Working with biological materials came with several important challenges. To achieve the best possible results, it is necessary to isolate copper from the sample matrix. This helps to minimize possible spectral interferences as well as keep the mass bias as constant as possible from sample to sample. At the moment, there are some very exciting developments with highly selective ion-exchange resins. Companies such as Triskem and EiChrom offer ion-exchange materials that are able to remove Cu from complex matrices with very low levels of blanks.

What are the next steps in your research?
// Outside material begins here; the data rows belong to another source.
use std::time::Duration;

use ciw_core::config::TrackerConfig;
use ciw_core::domain::{Incident, Issue, IssueState};
use ciw_core::error::AppError;
use serde::{Deserialize, Serialize};
use tracing::{debug, info, warn};

use super::IssueTracker;
use crate::body::{failure_comment, issue_body, success_comment};
use crate::retry::{with_fixed_backoff, AttemptError, RetryPolicy};

const PAGE_SIZE: usize = 100;
const MAX_PAGES: usize = 50;

/// GitHub-style REST issue tracker. Issues are associated with a service through a label of
/// the same name.
#[derive(Debug, Clone)]
pub struct GithubIssueTracker {
    base_url: String,
    repository: String,
    token: String,
    labels: Vec<String>,
    retry: RetryPolicy,
    agent: ureq::Agent,
}

#[derive(Debug, Clone, Deserialize)]
struct GithubIssue {
    id: u64,
    number: u64,
    html_url: String,
    state: String,
    #[serde(default)]
    body: Option<String>,
    created_at: String,
    #[serde(default)]
    pull_request: Option<serde_json::Value>,
}

#[derive(Debug, Clone, Serialize)]
struct CreateIssueRequest<'a> {
    title: &'a str,
    body: &'a str,
    labels: Vec<&'a str>,
    #[serde(skip_serializing_if = "Vec::is_empty")]
    assignees: Vec<&'a str>,
}

#[derive(Debug, Clone, Serialize)]
struct CommentRequest<'a> {
    body: &'a str,
}

#[derive(Debug, Clone, Serialize)]
struct StateRequest<'a> {
    state: &'a str,
}

fn to_issue(raw: GithubIssue) -> Result<Issue, AppError> {
    let state = match raw.state.as_str() {
        "open" => IssueState::Open,
        "closed" => IssueState::Closed,
        other => {
            return Err(
                AppError::new("TRACKER_DECODE_FAILED", "Unknown issue state from tracker")
                    .with_details(format!("number={}; state={other}", raw.number)),
            )
        }
    };
    Ok(Issue {
        id: raw.id,
        number: raw.number,
        url: raw.html_url,
        state,
        body: raw.body.unwrap_or_default(),
        created_at: raw.created_at,
    })
}

fn rate_limited(status: u16, resp: &ureq::Response) -> bool {
    status == 429 || (status == 403 && resp.header("x-ratelimit-remaining") == Some("0"))
}

impl GithubIssueTracker {
    /// Build a client, reading the API token from the configured environment variable.
    pub fn new(config: &TrackerConfig) -> Result<Self, AppError> {
        let token = std::env::var(&config.token_env).map_err(|_| {
            AppError::new("CONFIG_TOKEN_MISSING", "Tracker token is not set")
                .with_details(format!("env={}", config.token_env))
        })?;
        Self::with_token(config, &token)
    }

    pub fn with_token(config: &TrackerConfig, token: &str) -> Result<Self, AppError> {
        let base_url = config.base_url.trim().trim_end_matches('/').to_string();
        if !(base_url.starts_with("https://") || base_url.starts_with("http://")) {
            return Err(AppError::new(
                "CONFIG_INVALID",
                "Tracker base URL must be http(s)",
            )
            .with_details(format!("base_url={base_url}")));
        }

        let repository = config.repository.trim().to_string();
        let parts: Vec<&str> = repository.split('/').collect();
        if parts.len() != 2 || parts.iter().any(|p| p.is_empty()) {
            return Err(AppError::new(
                "CONFIG_INVALID",
                "Tracker repository must be owner/name",
            )
            .with_details(format!("repository={repository}")));
        }

        let token = token.trim().to_string();
        if token.is_empty() {
            return Err(AppError::new("CONFIG_TOKEN_MISSING", "Tracker token is empty"));
        }

        Ok(Self {
            base_url,
            repository,
            token,
            labels: config.labels.clone(),
            retry: RetryPolicy::fixed(
                config.retry_max_attempts,
                Duration::from_millis(config.retry_delay_ms),
            ),
            agent: ureq::AgentBuilder::new()
                .timeout(Duration::from_secs(30))
                .build(),
        })
    }

    fn url(&self, path: &str) -> String {
        format!("{}/repos/{}{}", self.base_url, self.repository, path)
    }

    fn request(&self, method: &str, url: &str) -> ureq::Request {
        self.agent
            .request(method, url)
            .set("Authorization", &format!("Bearer {}", self.token))
            .set("Accept", "application/vnd.github+json")
            .set("User-Agent", "ci-incident-watch")
    }

    fn send(
        &self,
        operation: &str,
        method: &str,
        url: &str,
        query: &[(&str, &str)],
        body: Option<serde_json::Value>,
    ) -> Result<ureq::Response, AppError> {
        with_fixed_backoff(&self.retry, operation, |attempt| {
            debug!(operation, method, url, attempt, "tracker request");
            let req = query
                .iter()
                .fold(self.request(method, url), |req, (k, v)| req.query(k, v));
            let resp = match &body {
                Some(b) => req.send_json(b.clone()),
                None => req.call(),
            };
            match resp {
                Ok(r) => Ok(r),
                Err(ureq::Error::Status(status, r)) if rate_limited(status, &r) => {
                    Err(AttemptError::RateLimited(format!("status={status}")))
                }
                Err(ureq::Error::Status(status, r)) => {
                    let text = r.into_string().unwrap_or_default();
                    Err(AttemptError::Fatal(
                        AppError::new("TRACKER_REQUEST_FAILED", "Tracker request failed")
                            .with_details(format!(
                                "operation={operation}; status={status}; body={text}"
                            )),
                    ))
                }
                Err(e) => Err(AttemptError::Fatal(
                    AppError::new("TRACKER_UNREACHABLE", "Failed to reach tracker")
                        .with_details(format!("operation={operation}; err={e}"))
                        .with_retryable(true),
                )),
            }
        })
    }

    fn encode<T: Serialize>(operation: &str, v: &T) -> Result<serde_json::Value, AppError> {
        serde_json::to_value(v).map_err(|e| {
            AppError::new("TRACKER_ENCODE_FAILED", "Failed to encode tracker request")
                .with_details(format!("operation={operation}; err={e}"))
        })
    }

    fn comment(&self, issue: &Issue, text: &str) -> Result<(), AppError> {
        let url = self.url(&format!("/issues/{}/comments", issue.number));
        let body = Self::encode("comment", &CommentRequest { body: text })?;
        self.send("comment", "POST", &url, &[], Some(body))?;
        Ok(())
    }

    fn set_state(&self, issue: &Issue, state: &str) -> Result<(), AppError> {
        let url = self.url(&format!("/issues/{}", issue.number));
        let body = Self::encode("set_state", &StateRequest { state })?;
        self.send("set_state", "PATCH", &url, &[], Some(body))?;
        Ok(())
    }
}

impl IssueTracker for GithubIssueTracker {
    fn list_issues(&self, service: &str) -> Result<Vec<Issue>, AppError> {
        let url = self.url("/issues");
        let per_page = PAGE_SIZE.to_string();
        let mut out = Vec::new();
        for page in 1..=MAX_PAGES {
            let page_param = page.to_string();
            let query = [
                ("state", "all"),
                ("labels", service),
                ("per_page", per_page.as_str()),
                ("page", page_param.as_str()),
            ];
            let resp = self.send("list_issues", "GET", &url, &query, None)?;
            let batch: Vec<GithubIssue> = resp.into_json().map_err(|e| {
                AppError::new("TRACKER_DECODE_FAILED", "Failed to decode issue list")
                    .with_details(e.to_string())
            })?;
            let len = batch.len();
            for raw in batch.into_iter().filter(|i| i.pull_request.is_none()) {
                out.push(to_issue(raw)?);
            }
            if len < PAGE_SIZE {
                break;
            }
            if page == MAX_PAGES {
                warn!(
                    service,
                    pages = MAX_PAGES,
                    listed = out.len(),
                    "issue listing hit the page cap; older issues were not considered"
                );
            }
        }
        info!(service, count = out.len(), "listed tracked issues");
        Ok(out)
    }

    fn create_issue(&self, incident: &Incident) -> Result<Issue, AppError> {
        let body = issue_body(incident);
        let mut labels: Vec<&str> = self.labels.iter().map(String::as_str).collect();
        if !labels.contains(&incident.service.as_str()) {
            labels.push(&incident.service);
        }
        let req = CreateIssueRequest {
            title: &incident.title,
            body: &body,
            labels,
            assignees: incident.assignee.as_deref().into_iter().collect(),
        };
        let payload = Self::encode("create_issue", &req)?;
        let resp = self.send(
            "create_issue",
            "POST",
            &self.url("/issues"),
            &[],
            Some(payload),
        )?;
        let raw: GithubIssue = resp.into_json().map_err(|e| {
            AppError::new("TRACKER_DECODE_FAILED", "Failed to decode created issue")
                .with_details(e.to_string())
        })?;
        to_issue(raw)
    }

    fn close_issue(&self, issue: &Issue, incident: &Incident) -> Result<(), AppError> {
        self.comment(issue, &success_comment(incident))?;
        self.set_state(issue, "closed")
    }

    fn reopen_issue(&self, issue: &Issue, incident: &Incident) -> Result<(), AppError> {
        self.comment(issue, &failure_comment(incident))?;
        self.set_state(issue, "open")
    }
}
We are working enthusiastically to develop methods that can analyze Cu, Mo, and S associated with specific molecules-for example, the copper in proteins such as CTR1, ceruloplasmin, and so forth. We want to explore how the isotopic composition of specific organic molecules is impacted by changes to normal expression of copper proteins. We want to participate with colleagues in medicine to explore how Cu is processed by the body and to use changes in isotopic composition to understand how reactions involving copper may be affected by disease. We are now working on zinc and sulfur to complement our work with Mo and Cu. MC-ICP-MS is the hub of these activities because of the sensitivity we can achieve for these elements, the reliability of the data we can realize, and the opportunities to interface sample preparation systems, such as HPLC.

References

• A.J. Mayer and M.E. Wieser, J. Anal. At. Spectrom.29, 85–94 (2014).

• K.A. Miller, C.M. Keenan, G.R. Martin, F.R. Jirik, K.A. Sharkey, and M.E. Wieser, J. Anal. At. Spectrom.31, 2015–2022 (2016).